═══ Record set ═══

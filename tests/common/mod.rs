//! Shared utilities for gateway integration tests.

use std::net::SocketAddr;
use std::sync::{Arc, Mutex};
use std::time::Duration;

use axum::{routing::post, Json, Router};
use serde_json::Value;
use tokio::io::{AsyncReadExt, AsyncWriteExt};
use tokio::net::TcpListener;

use local_gateway::contract::ContractDocument;
use local_gateway::{ContractStore, GatewayConfig, GatewayServer, Shutdown};

pub const INVOCATION_PATH: &str = "/2015-03-31/functions/function/invocations";

pub const CONTRACT: &str = r#"
openapi: 3.0.3
info:
  title: Shop
  version: "1"
servers:
  - url: http://shop.local
paths:
  /users/{userId}:
    get:
      operationId: getUser
  /users/me:
    get:
      operationId: getMe
  /users/{userId}/orders/{orderId}:
    get:
      operationId: getOrder
  /orders:
    post:
      operationId: createOrder
"#;

/// Envelopes received by a mock function, in arrival order.
pub type Captured = Arc<Mutex<Vec<Value>>>;

/// Start a mock backend function that records each envelope and answers
/// with `reply(envelope)`.
pub async fn start_function<F>(reply: F) -> (SocketAddr, Captured)
where
    F: Fn(&Value) -> Value + Send + Sync + 'static,
{
    let captured: Captured = Arc::new(Mutex::new(Vec::new()));
    let reply = Arc::new(reply);

    let sink = captured.clone();
    let app = Router::new().route(
        INVOCATION_PATH,
        post(move |Json(event): Json<Value>| {
            let sink = sink.clone();
            let reply = reply.clone();
            async move {
                let answer = reply(&event);
                sink.lock().unwrap().push(event);
                Json(answer)
            }
        }),
    );

    let listener = TcpListener::bind("127.0.0.1:0").await.unwrap();
    let addr = listener.local_addr().unwrap();
    tokio::spawn(async move {
        let _ = axum::serve(listener, app).await;
    });

    (addr, captured)
}

/// Start a backend that answers every connection with a fixed raw HTTP reply.
#[allow(dead_code)]
pub async fn start_raw_backend(status_line: &'static str, body: &'static str) -> SocketAddr {
    let listener = TcpListener::bind("127.0.0.1:0").await.unwrap();
    let addr = listener.local_addr().unwrap();

    tokio::spawn(async move {
        while let Ok((mut socket, _)) = listener.accept().await {
            tokio::spawn(async move {
                let mut buf = [0u8; 8192];
                let _ = socket.read(&mut buf).await;
                let response = format!(
                    "HTTP/1.1 {}\r\nContent-Type: application/json\r\nContent-Length: {}\r\nConnection: close\r\n\r\n{}",
                    status_line,
                    body.len(),
                    body
                );
                let _ = socket.write_all(response.as_bytes()).await;
                let _ = socket.shutdown().await;
            });
        }
    });

    addr
}

/// Start a backend that accepts connections and never answers.
#[allow(dead_code)]
pub async fn start_hanging_backend() -> SocketAddr {
    let listener = TcpListener::bind("127.0.0.1:0").await.unwrap();
    let addr = listener.local_addr().unwrap();

    tokio::spawn(async move {
        while let Ok((socket, _)) = listener.accept().await {
            tokio::spawn(async move {
                tokio::time::sleep(Duration::from_secs(30)).await;
                drop(socket);
            });
        }
    });

    addr
}

/// A port with nothing listening on it.
#[allow(dead_code)]
pub fn closed_port_addr() -> SocketAddr {
    let listener = std::net::TcpListener::bind("127.0.0.1:0").unwrap();
    let addr = listener.local_addr().unwrap();
    drop(listener);
    addr
}

/// Start a gateway in front of `backend`, serving [`CONTRACT`].
pub async fn start_gateway<F>(backend: SocketAddr, tweak: F) -> (SocketAddr, Shutdown)
where
    F: FnOnce(&mut GatewayConfig),
{
    let mut config = GatewayConfig::default();
    config.backend.hostname = backend.ip().to_string();
    config.backend.port = backend.port();
    tweak(&mut config);

    let contract = ContractStore::new(ContractDocument::from_yaml(CONTRACT).unwrap()).unwrap();
    let listener = TcpListener::bind("127.0.0.1:0").await.unwrap();
    let addr = listener.local_addr().unwrap();

    let shutdown = Shutdown::new();
    let server = GatewayServer::new(config, contract).unwrap();
    let rx = shutdown.subscribe();
    tokio::spawn(async move {
        let _ = server.run(listener, rx).await;
    });

    (addr, shutdown)
}

pub fn client() -> reqwest::Client {
    reqwest::Client::builder().no_proxy().build().unwrap()
}
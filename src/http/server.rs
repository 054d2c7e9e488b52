//! HTTP server setup and request dispatch.
//!
//! # Responsibilities
//! - Create Axum Router with the catch-all gateway handler
//! - Wire up middleware (request ID, tracing, timeout, body limit)
//! - Short-circuit CORS preflight requests
//! - Resolve identity and route, soft-validate, build the envelope
//! - Invoke the backend function once and translate its reply
//! - Fall back to a fixed 502 when no usable reply comes back

use std::sync::Arc;
use std::time::{Duration, Instant};

use axum::{
    body::Body,
    extract::State,
    http::{Method, Request, StatusCode},
    middleware,
    response::{IntoResponse, Response},
    routing::any,
    Router,
};
use tokio::net::TcpListener;
use tokio::sync::broadcast;
use tower::ServiceBuilder;
use tower_http::{
    limit::RequestBodyLimitLayer,
    request_id::{MakeRequestUuid, PropagateRequestIdLayer, SetRequestIdLayer},
    timeout::TimeoutLayer,
    trace::TraceLayer,
};

use crate::config::GatewayConfig;
use crate::contract::params::decode_path_value;
use crate::contract::{ContractStore, RequestView};
use crate::http::{cors, request};
use crate::identity::{IdentityResolver, MockIdentity};
use crate::integration::{BackendInvoker, InboundRequest, InvocationEnvelope, InvocationResponse};
use crate::lifecycle::shutdown::wait_for_shutdown;
use crate::observability::metrics;

/// Application state injected into handlers. Read-only after startup.
#[derive(Clone)]
pub struct AppState {
    pub contract: Arc<ContractStore>,
    pub identity: Arc<dyn IdentityResolver>,
    pub invoker: BackendInvoker,
    pub max_body_bytes: usize,
}

/// HTTP server for the gateway.
pub struct GatewayServer {
    router: Router,
    config: GatewayConfig,
}

impl GatewayServer {
    /// Create a server using the configured mock identity table.
    pub fn new(config: GatewayConfig, contract: ContractStore) -> Result<Self, reqwest::Error> {
        let identity = Arc::new(MockIdentity::new(&config.identity));
        Self::with_identity(config, contract, identity)
    }

    /// Create a server with a custom identity resolver.
    pub fn with_identity(
        config: GatewayConfig,
        contract: ContractStore,
        identity: Arc<dyn IdentityResolver>,
    ) -> Result<Self, reqwest::Error> {
        let invoker = BackendInvoker::new(&config.backend)?;
        tracing::info!(url = %invoker.url(), "Backend function configured");

        let state = AppState {
            contract: Arc::new(contract),
            identity,
            invoker,
            max_body_bytes: config.listener.max_body_bytes,
        };

        let router = Self::build_router(&config, state);
        Ok(Self { router, config })
    }

    /// Build the Axum router with all middleware layers.
    #[allow(deprecated)]
    fn build_router(config: &GatewayConfig, state: AppState) -> Router {
        // The limit layer must wrap the timeout layer: the timeout builds
        // its own response body and needs one with a Default impl.
        let layers = ServiceBuilder::new()
            .layer(middleware::from_fn(request::mark_generated_request_id))
            .layer(SetRequestIdLayer::x_request_id(MakeRequestUuid))
            .layer(TraceLayer::new_for_http())
            .layer(PropagateRequestIdLayer::x_request_id())
            .layer(RequestBodyLimitLayer::new(config.listener.max_body_bytes))
            .layer(TimeoutLayer::new(Duration::from_secs(
                config.listener.request_timeout_secs,
            )));

        Router::new()
            .route("/{*path}", any(gateway_handler))
            .route("/", any(gateway_handler))
            .with_state(state)
            .layer(layers)
    }

    /// Run the server until the shutdown receiver fires or the process is
    /// signalled, then drain in-flight requests.
    pub async fn run(
        self,
        listener: TcpListener,
        shutdown: broadcast::Receiver<()>,
    ) -> Result<(), std::io::Error> {
        let addr = listener.local_addr()?;
        tracing::info!(address = %addr, "HTTP server starting");

        axum::serve(listener, self.router)
            .with_graceful_shutdown(wait_for_shutdown(shutdown))
            .await?;

        tracing::info!("HTTP server stopped");
        Ok(())
    }

    /// Get a reference to the config.
    pub fn config(&self) -> &GatewayConfig {
        &self.config
    }
}

/// Catch-all handler: one inbound request, at most one backend invocation.
async fn gateway_handler(State(state): State<AppState>, request: Request<Body>) -> Response {
    let start_time = Instant::now();
    let method = request.method().clone();
    let method_str = method.to_string();

    if method == Method::OPTIONS {
        metrics::record_request(&method_str, StatusCode::OK.as_u16(), start_time);
        return cors::preflight_response();
    }

    let (mut parts, body) = request.into_parts();
    let request_id = request::request_id(&parts.headers);
    if parts.extensions.get::<request::GeneratedRequestId>().is_some() {
        parts.headers.remove(request::X_REQUEST_ID);
    }
    let path = decode_path_value(parts.uri.path());

    tracing::debug!(
        request_id = %request_id,
        method = %method,
        path = %path,
        "Dispatching request"
    );

    let claim = state.identity.resolve(&parts.headers);

    let body = match axum::body::to_bytes(body, state.max_body_bytes).await {
        Ok(bytes) => bytes,
        Err(e) => {
            tracing::warn!(request_id = %request_id, error = %e, "Failed to read request body");
            metrics::record_request(&method_str, StatusCode::PAYLOAD_TOO_LARGE.as_u16(), start_time);
            return (StatusCode::PAYLOAD_TOO_LARGE, "Request body too large").into_response();
        }
    };

    let route = state.contract.route(&path, parts.uri.query());
    let headers = request::header_parameters(&parts.headers);
    let url = request::request_url(&parts.headers, &path);

    let violations = state.contract.validate(
        &route,
        RequestView {
            method: &method_str,
            url: url.as_deref(),
            headers: &headers,
        },
    );
    for violation in &violations {
        tracing::warn!(
            request_id = %request_id,
            resource = %route.resource,
            violation = %violation,
            "Request does not conform to contract"
        );
    }
    metrics::record_contract_violations(violations.len());

    let inbound = InboundRequest {
        path,
        method: method_str.clone(),
        headers,
        body: String::from_utf8_lossy(&body).into_owned(),
    };
    let envelope = InvocationEnvelope::build(&route, &inbound, claim);

    let response = match state.invoker.invoke(&envelope).await {
        Ok(response) => response,
        Err(e) => {
            tracing::warn!(
                request_id = %request_id,
                reason = e.reason(),
                error = %e,
                "Invalid response received from backend function, returning 502"
            );
            metrics::record_backend_failure(e.reason());
            InvocationResponse::bad_gateway()
        }
    };

    tracing::debug!(
        request_id = %request_id,
        resource = %route.resource,
        status = response.status_code,
        elapsed_ms = start_time.elapsed().as_millis() as u64,
        "Request completed"
    );
    metrics::record_request(&method_str, response.status_code, start_time);

    response.into_response()
}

═══

_Exercise aim_
Retype exactly, and only, the lines above from the one where "envelope and answers" occurs up to and including the one where "let sink = sink.clone();" occurs.

_Result for this task_
/// Start a mock backend function that records each envelope and answers
/// with `reply(envelope)`.
pub async fn start_function<F>(reply: F) -> (SocketAddr, Captured)
where
    F: Fn(&Value) -> Value + Send + Sync + 'static,
{
    let captured: Captured = Arc::new(Mutex::new(Vec::new()));
    let reply = Arc::new(reply);

    let sink = captured.clone();
    let app = Router::new().route(
        INVOCATION_PATH,
        post(move |Json(event): Json<Value>| {
            let sink = sink.clone();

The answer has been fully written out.